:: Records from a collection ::
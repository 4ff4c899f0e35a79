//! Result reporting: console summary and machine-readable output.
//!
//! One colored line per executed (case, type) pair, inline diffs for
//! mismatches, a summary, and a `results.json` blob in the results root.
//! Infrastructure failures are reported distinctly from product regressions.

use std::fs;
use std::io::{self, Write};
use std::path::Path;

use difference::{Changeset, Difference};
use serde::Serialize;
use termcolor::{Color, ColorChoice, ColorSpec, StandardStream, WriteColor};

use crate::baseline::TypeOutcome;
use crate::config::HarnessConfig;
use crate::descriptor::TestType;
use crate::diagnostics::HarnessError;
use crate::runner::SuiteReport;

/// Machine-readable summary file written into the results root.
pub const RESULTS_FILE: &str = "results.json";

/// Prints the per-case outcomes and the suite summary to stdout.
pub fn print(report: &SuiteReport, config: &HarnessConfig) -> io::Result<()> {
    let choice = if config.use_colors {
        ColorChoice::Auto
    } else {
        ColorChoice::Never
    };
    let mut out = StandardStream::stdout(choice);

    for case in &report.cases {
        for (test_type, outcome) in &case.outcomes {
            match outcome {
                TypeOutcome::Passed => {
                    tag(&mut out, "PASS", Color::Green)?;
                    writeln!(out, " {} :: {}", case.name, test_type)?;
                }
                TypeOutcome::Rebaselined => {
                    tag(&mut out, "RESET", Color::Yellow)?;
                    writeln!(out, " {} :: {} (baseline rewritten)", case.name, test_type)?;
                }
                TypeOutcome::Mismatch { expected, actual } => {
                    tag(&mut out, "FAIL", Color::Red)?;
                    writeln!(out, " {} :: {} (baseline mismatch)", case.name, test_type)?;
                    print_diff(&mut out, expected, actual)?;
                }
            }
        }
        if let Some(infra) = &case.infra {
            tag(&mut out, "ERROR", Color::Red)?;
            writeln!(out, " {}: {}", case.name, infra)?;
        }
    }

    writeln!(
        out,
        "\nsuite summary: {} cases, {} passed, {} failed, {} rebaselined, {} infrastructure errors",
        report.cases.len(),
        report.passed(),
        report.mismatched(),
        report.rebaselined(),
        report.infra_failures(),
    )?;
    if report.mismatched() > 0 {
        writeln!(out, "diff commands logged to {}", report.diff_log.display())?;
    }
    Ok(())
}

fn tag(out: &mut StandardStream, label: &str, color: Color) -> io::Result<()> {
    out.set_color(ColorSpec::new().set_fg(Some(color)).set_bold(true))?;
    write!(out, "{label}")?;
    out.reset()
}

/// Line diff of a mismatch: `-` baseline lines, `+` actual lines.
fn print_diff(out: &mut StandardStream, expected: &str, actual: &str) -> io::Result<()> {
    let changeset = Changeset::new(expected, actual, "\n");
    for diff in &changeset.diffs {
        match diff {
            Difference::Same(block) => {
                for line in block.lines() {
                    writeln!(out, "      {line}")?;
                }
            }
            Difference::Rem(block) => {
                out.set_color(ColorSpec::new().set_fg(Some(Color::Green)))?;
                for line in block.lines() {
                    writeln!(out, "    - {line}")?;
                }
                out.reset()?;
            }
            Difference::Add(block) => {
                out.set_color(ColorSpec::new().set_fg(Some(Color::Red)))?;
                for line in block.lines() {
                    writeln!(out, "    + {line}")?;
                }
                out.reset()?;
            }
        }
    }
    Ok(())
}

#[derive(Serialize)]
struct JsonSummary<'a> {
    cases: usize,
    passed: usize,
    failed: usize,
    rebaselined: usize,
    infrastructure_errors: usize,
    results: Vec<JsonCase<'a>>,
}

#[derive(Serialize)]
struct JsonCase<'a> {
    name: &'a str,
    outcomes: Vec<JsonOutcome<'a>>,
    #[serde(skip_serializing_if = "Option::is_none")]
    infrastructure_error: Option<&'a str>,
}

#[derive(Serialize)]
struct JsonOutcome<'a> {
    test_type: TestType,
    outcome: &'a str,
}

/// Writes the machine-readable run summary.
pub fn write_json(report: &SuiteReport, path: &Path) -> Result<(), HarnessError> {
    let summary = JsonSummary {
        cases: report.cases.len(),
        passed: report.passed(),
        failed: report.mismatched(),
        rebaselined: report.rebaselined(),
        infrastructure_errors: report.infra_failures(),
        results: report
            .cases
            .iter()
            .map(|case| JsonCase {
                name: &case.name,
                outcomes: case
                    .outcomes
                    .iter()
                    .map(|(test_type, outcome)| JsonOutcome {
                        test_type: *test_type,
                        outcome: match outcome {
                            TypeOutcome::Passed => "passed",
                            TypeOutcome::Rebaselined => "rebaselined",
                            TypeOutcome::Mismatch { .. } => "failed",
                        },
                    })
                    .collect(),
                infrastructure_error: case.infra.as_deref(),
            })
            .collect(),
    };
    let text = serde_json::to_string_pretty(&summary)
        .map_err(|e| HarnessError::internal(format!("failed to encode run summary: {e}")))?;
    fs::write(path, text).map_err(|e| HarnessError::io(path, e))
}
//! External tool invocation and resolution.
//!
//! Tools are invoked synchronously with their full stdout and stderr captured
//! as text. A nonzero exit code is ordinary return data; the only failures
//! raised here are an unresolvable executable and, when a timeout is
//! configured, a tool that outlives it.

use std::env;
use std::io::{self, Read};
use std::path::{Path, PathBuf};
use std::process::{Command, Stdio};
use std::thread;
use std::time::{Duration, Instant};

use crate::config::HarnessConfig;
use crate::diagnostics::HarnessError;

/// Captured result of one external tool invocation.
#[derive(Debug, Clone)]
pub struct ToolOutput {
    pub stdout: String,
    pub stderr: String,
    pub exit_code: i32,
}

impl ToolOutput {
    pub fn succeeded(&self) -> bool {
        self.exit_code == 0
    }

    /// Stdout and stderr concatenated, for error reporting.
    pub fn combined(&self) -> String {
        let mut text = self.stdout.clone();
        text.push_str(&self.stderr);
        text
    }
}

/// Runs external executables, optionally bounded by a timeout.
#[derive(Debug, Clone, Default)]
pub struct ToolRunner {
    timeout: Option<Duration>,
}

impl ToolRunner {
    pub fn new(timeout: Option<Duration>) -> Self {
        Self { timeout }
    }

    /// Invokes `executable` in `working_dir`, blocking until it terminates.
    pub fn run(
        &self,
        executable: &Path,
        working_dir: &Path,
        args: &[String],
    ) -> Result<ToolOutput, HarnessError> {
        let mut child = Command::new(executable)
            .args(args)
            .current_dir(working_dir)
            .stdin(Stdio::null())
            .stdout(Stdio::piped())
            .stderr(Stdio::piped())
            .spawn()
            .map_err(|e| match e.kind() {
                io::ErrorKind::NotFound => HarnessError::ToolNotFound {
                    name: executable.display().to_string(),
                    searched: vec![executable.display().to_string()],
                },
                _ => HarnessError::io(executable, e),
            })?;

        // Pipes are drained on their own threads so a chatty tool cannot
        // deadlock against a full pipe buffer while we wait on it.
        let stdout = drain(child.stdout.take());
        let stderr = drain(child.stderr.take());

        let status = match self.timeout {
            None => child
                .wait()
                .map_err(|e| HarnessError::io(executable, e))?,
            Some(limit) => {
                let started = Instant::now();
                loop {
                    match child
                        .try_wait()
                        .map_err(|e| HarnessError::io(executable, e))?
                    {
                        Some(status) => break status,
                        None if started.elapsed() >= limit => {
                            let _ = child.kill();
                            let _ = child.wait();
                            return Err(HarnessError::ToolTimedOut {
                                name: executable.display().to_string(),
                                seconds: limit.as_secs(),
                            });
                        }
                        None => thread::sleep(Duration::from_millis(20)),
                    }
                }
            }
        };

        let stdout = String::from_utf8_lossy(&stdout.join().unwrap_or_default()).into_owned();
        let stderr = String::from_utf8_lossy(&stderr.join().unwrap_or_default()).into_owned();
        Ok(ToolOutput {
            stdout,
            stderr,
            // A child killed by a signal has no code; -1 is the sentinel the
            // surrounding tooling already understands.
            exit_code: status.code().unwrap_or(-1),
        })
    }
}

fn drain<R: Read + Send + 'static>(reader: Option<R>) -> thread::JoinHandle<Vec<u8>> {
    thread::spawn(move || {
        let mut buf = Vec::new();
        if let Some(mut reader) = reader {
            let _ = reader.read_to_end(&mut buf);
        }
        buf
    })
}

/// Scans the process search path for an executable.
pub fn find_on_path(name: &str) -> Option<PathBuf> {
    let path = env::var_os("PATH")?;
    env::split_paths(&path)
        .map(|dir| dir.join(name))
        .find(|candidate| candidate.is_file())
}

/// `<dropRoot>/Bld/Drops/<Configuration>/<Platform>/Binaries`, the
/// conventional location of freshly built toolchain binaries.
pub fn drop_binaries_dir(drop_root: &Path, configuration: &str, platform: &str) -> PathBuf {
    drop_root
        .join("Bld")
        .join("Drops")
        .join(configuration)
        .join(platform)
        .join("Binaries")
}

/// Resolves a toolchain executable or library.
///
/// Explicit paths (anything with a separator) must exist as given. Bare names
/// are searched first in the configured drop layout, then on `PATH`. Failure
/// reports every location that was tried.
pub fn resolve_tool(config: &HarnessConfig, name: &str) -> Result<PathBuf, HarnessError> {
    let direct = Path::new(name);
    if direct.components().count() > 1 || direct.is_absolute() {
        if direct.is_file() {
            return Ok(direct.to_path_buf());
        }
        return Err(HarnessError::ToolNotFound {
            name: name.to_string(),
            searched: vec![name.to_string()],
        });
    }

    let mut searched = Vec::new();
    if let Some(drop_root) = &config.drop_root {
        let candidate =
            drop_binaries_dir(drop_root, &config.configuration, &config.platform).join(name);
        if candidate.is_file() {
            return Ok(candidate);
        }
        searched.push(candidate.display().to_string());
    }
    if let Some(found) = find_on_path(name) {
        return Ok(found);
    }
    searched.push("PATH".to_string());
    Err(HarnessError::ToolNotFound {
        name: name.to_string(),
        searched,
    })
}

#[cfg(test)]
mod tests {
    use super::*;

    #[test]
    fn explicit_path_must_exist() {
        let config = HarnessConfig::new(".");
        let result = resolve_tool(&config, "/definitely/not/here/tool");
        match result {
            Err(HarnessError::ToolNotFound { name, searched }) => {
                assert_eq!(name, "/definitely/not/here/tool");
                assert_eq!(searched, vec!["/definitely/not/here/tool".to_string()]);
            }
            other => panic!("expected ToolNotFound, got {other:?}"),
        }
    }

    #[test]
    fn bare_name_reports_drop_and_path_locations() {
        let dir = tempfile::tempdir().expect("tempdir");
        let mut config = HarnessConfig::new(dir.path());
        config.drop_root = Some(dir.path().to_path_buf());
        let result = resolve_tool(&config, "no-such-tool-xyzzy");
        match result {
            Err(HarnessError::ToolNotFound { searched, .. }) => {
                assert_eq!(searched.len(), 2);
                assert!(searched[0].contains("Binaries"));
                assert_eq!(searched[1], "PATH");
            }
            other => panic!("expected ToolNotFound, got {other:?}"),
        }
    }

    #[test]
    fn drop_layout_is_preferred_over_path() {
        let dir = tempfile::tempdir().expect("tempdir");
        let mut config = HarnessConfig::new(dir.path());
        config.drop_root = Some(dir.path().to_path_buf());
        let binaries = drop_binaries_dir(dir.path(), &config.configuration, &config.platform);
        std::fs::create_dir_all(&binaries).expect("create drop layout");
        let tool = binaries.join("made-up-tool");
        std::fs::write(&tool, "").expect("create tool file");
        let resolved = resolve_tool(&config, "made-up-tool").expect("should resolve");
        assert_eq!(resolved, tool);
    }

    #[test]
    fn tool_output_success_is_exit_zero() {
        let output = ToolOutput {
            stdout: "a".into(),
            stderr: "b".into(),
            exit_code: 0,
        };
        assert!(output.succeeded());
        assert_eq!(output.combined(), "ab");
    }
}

:: What this task involves ::
Bring together every line in the entries that holds the string "Difference".

:: Your response ::
use difference::{Changeset, Difference};
            Difference::Same(block) => {
            Difference::Rem(block) => {
            Difference::Add(block) => {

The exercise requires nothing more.